▶ **Record extracts**
#####

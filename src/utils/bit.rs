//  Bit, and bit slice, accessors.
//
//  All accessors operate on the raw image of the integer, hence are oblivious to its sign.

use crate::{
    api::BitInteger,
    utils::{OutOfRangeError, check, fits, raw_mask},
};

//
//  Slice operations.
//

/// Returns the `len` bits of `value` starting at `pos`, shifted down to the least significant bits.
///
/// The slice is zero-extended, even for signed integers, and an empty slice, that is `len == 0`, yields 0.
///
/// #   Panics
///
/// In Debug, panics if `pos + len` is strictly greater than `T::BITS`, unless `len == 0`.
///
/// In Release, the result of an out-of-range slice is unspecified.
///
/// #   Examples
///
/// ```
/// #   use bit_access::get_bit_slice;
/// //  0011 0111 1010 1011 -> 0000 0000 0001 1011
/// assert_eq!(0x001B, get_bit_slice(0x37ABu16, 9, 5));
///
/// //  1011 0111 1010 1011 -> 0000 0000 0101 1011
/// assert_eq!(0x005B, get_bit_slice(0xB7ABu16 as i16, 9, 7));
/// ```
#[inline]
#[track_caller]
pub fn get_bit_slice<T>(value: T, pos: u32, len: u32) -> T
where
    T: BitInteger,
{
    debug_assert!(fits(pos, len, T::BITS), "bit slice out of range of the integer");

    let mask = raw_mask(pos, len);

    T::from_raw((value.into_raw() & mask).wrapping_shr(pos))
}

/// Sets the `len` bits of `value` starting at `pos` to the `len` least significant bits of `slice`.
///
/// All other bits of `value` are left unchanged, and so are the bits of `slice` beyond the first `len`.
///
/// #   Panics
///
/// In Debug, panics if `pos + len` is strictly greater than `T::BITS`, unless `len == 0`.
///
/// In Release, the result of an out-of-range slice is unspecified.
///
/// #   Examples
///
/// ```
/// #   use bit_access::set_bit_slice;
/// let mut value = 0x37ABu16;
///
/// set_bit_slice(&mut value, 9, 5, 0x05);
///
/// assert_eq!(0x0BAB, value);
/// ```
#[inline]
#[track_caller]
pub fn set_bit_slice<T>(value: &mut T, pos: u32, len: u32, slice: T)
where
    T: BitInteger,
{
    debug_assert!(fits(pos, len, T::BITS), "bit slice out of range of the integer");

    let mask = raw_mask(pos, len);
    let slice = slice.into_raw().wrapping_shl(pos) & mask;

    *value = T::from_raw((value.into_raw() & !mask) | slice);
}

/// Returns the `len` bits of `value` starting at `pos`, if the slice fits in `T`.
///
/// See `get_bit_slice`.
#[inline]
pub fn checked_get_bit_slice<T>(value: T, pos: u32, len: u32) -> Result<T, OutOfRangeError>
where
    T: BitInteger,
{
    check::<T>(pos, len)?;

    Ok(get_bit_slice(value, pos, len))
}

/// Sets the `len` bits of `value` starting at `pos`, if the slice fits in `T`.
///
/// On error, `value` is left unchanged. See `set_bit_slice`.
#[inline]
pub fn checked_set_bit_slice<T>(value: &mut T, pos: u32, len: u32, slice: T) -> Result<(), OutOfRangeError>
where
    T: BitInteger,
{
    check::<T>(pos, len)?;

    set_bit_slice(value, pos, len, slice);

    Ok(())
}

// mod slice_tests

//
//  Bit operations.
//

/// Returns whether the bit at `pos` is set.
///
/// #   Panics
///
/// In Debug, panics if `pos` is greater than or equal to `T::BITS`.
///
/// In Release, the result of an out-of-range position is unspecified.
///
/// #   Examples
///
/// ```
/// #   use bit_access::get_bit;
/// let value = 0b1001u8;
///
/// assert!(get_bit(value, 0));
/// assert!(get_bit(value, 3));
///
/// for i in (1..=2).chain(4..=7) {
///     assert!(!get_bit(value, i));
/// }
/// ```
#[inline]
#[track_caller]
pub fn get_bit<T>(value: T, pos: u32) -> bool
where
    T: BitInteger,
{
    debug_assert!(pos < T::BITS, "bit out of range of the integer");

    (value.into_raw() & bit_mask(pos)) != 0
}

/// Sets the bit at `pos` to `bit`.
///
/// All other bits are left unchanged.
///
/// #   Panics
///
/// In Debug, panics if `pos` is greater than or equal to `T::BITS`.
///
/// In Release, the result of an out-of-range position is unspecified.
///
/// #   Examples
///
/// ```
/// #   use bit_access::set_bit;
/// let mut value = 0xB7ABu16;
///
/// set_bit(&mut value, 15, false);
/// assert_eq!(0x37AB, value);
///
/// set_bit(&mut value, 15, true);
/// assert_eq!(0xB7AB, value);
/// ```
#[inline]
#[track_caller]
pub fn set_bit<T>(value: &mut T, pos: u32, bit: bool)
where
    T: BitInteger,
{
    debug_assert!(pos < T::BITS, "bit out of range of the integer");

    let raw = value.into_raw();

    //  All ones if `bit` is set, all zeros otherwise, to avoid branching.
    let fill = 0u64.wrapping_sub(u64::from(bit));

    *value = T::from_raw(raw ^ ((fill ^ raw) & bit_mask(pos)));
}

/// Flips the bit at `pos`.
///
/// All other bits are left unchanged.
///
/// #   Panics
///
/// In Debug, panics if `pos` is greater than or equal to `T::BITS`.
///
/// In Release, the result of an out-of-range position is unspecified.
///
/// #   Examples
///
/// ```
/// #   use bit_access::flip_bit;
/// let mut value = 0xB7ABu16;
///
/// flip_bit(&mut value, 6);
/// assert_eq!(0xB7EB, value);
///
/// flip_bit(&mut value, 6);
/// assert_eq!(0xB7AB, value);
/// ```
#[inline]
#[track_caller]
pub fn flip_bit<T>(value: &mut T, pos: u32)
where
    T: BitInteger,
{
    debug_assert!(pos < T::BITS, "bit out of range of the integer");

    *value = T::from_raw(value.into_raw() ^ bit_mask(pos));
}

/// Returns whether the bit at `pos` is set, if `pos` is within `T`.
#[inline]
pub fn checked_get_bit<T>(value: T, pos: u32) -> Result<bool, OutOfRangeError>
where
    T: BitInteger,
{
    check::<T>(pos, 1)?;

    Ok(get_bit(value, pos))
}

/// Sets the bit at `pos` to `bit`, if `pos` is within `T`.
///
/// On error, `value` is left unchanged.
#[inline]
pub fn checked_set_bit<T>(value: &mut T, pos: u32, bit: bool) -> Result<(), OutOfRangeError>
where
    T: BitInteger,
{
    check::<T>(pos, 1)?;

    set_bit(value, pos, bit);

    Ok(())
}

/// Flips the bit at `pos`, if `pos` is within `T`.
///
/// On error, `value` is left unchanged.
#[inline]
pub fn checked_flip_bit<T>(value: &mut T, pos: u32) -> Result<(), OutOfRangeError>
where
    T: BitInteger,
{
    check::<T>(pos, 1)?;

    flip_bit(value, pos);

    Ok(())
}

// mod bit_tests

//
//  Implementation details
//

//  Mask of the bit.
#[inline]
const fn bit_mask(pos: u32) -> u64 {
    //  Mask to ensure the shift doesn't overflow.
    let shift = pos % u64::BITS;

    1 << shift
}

#####

Please reproduce the material above exactly, line by line.

filename src/utils/bit.rs
//  Bit, and bit slice, accessors.
//
//  All accessors operate on the raw image of the integer, hence are oblivious to its sign.

use crate::{
    api::BitInteger,
    utils::{OutOfRangeError, check, fits, raw_mask},
};

//
//  Slice operations.
//

/// Returns the `len` bits of `value` starting at `pos`, shifted down to the least significant bits.
///
/// The slice is zero-extended, even for signed integers, and an empty slice, that is `len == 0`, yields 0.
///
/// #   Panics
///
/// In Debug, panics if `pos + len` is strictly greater than `T::BITS`, unless `len == 0`.
///
/// In Release, the result of an out-of-range slice is unspecified.
///
/// #   Examples
///
/// ```
/// #   use bit_access::get_bit_slice;
/// //  0011 0111 1010 1011 -> 0000 0000 0001 1011
/// assert_eq!(0x001B, get_bit_slice(0x37ABu16, 9, 5));
///
/// //  1011 0111 1010 1011 -> 0000 0000 0101 1011
/// assert_eq!(0x005B, get_bit_slice(0xB7ABu16 as i16, 9, 7));
/// ```
#[inline]
#[track_caller]
pub fn get_bit_slice<T>(value: T, pos: u32, len: u32) -> T
where
    T: BitInteger,
{
    debug_assert!(fits(pos, len, T::BITS), "bit slice out of range of the integer");

    let mask = raw_mask(pos, len);

    T::from_raw((value.into_raw() & mask).wrapping_shr(pos))
}

/// Sets the `len` bits of `value` starting at `pos` to the `len` least significant bits of `slice`.
///
/// All other bits of `value` are left unchanged, and so are the bits of `slice` beyond the first `len`.
///
/// #   Panics
///
/// In Debug, panics if `pos + len` is strictly greater than `T::BITS`, unless `len == 0`.
///
/// In Release, the result of an out-of-range slice is unspecified.
///
/// #   Examples
///
/// ```
/// #   use bit_access::set_bit_slice;
/// let mut value = 0x37ABu16;
///
/// set_bit_slice(&mut value, 9, 5, 0x05);
///
/// assert_eq!(0x0BAB, value);
/// ```
#[inline]
#[track_caller]
pub fn set_bit_slice<T>(value: &mut T, pos: u32, len: u32, slice: T)
where
    T: BitInteger,
{
    debug_assert!(fits(pos, len, T::BITS), "bit slice out of range of the integer");

    let mask = raw_mask(pos, len);
    let slice = slice.into_raw().wrapping_shl(pos) & mask;

    *value = T::from_raw((value.into_raw() & !mask) | slice);
}

/// Returns the `len` bits of `value` starting at `pos`, if the slice fits in `T`.
///
/// See `get_bit_slice`.
#[inline]
pub fn checked_get_bit_slice<T>(value: T, pos: u32, len: u32) -> Result<T, OutOfRangeError>
where
    T: BitInteger,
{
    check::<T>(pos, len)?;

    Ok(get_bit_slice(value, pos, len))
}

/// Sets the `len` bits of `value` starting at `pos`, if the slice fits in `T`.
///
/// On error, `value` is left unchanged. See `set_bit_slice`.
#[inline]
pub fn checked_set_bit_slice<T>(value: &mut T, pos: u32, len: u32, slice: T) -> Result<(), OutOfRangeError>
where
    T: BitInteger,
{
    check::<T>(pos, len)?;

    set_bit_slice(value, pos, len, slice);

    Ok(())
}

// mod slice_tests

//
//  Bit operations.
//

/// Returns whether the bit at `pos` is set.
///
/// #   Panics
///
/// In Debug, panics if `pos` is greater than or equal to `T::BITS`.
///
/// In Release, the result of an out-of-range position is unspecified.
///
/// #   Examples
///
/// ```
/// #   use bit_access::get_bit;
/// let value = 0b1001u8;
///
/// assert!(get_bit(value, 0));
/// assert!(get_bit(value, 3));
///
/// for i in (1..=2).chain(4..=7) {
///     assert!(!get_bit(value, i));
/// }
/// ```
#[inline]
#[track_caller]
pub fn get_bit<T>(value: T, pos: u32) -> bool
where
    T: BitInteger,
{
    debug_assert!(pos < T::BITS, "bit out of range of the integer");

    (value.into_raw() & bit_mask(pos)) != 0
}

/// Sets the bit at `pos` to `bit`.
///
/// All other bits are left unchanged.
///
/// #   Panics
///
/// In Debug, panics if `pos` is greater than or equal to `T::BITS`.
///
/// In Release, the result of an out-of-range position is unspecified.
///
/// #   Examples
///
/// ```
/// #   use bit_access::set_bit;
/// let mut value = 0xB7ABu16;
///
/// set_bit(&mut value, 15, false);
/// assert_eq!(0x37AB, value);
///
/// set_bit(&mut value, 15, true);
/// assert_eq!(0xB7AB, value);
/// ```
#[inline]
#[track_caller]
pub fn set_bit<T>(value: &mut T, pos: u32, bit: bool)
where
    T: BitInteger,
{
    debug_assert!(pos < T::BITS, "bit out of range of the integer");

    let raw = value.into_raw();

    //  All ones if `bit` is set, all zeros otherwise, to avoid branching.
    let fill = 0u64.wrapping_sub(u64::from(bit));

    *value = T::from_raw(raw ^ ((fill ^ raw) & bit_mask(pos)));
}

/// Flips the bit at `pos`.
///
/// All other bits are left unchanged.
///
/// #   Panics
///
/// In Debug, panics if `pos` is greater than or equal to `T::BITS`.
///
/// In Release, the result of an out-of-range position is unspecified.
///
/// #   Examples
///
/// ```
/// #   use bit_access::flip_bit;
/// let mut value = 0xB7ABu16;
///
/// flip_bit(&mut value, 6);
/// assert_eq!(0xB7EB, value);
///
/// flip_bit(&mut value, 6);
/// assert_eq!(0xB7AB, value);
/// ```
#[inline]
#[track_caller]
pub fn flip_bit<T>(value: &mut T, pos: u32)
where
    T: BitInteger,
{
    debug_assert!(pos < T::BITS, "bit out of range of the integer");

    *value = T::from_raw(value.into_raw() ^ bit_mask(pos));
}

/// Returns whether the bit at `pos` is set, if `pos` is within `T`.
#[inline]
pub fn checked_get_bit<T>(value: T, pos: u32) -> Result<bool, OutOfRangeError>
where
    T: BitInteger,
{
    check::<T>(pos, 1)?;

    Ok(get_bit(value, pos))
}

/// Sets the bit at `pos` to `bit`, if `pos` is within `T`.
///
/// On error, `value` is left unchanged.
#[inline]
pub fn checked_set_bit<T>(value: &mut T, pos: u32, bit: bool) -> Result<(), OutOfRangeError>
where
    T: BitInteger,
{
    check::<T>(pos, 1)?;

    set_bit(value, pos, bit);

    Ok(())
}

/// Flips the bit at `pos`, if `pos` is within `T`.
///
/// On error, `value` is left unchanged.
#[inline]
pub fn checked_flip_bit<T>(value: &mut T, pos: u32) -> Result<(), OutOfRangeError>
where
    T: BitInteger,
{
    check::<T>(pos, 1)?;

    flip_bit(value, pos);

    Ok(())
}

// mod bit_tests

//
//  Implementation details
//

//  Mask of the bit.
#[inline]
const fn bit_mask(pos: u32) -> u64 {
    //  Mask to ensure the shift doesn't overflow.
    let shift = pos % u64::BITS;

    1 << shift
}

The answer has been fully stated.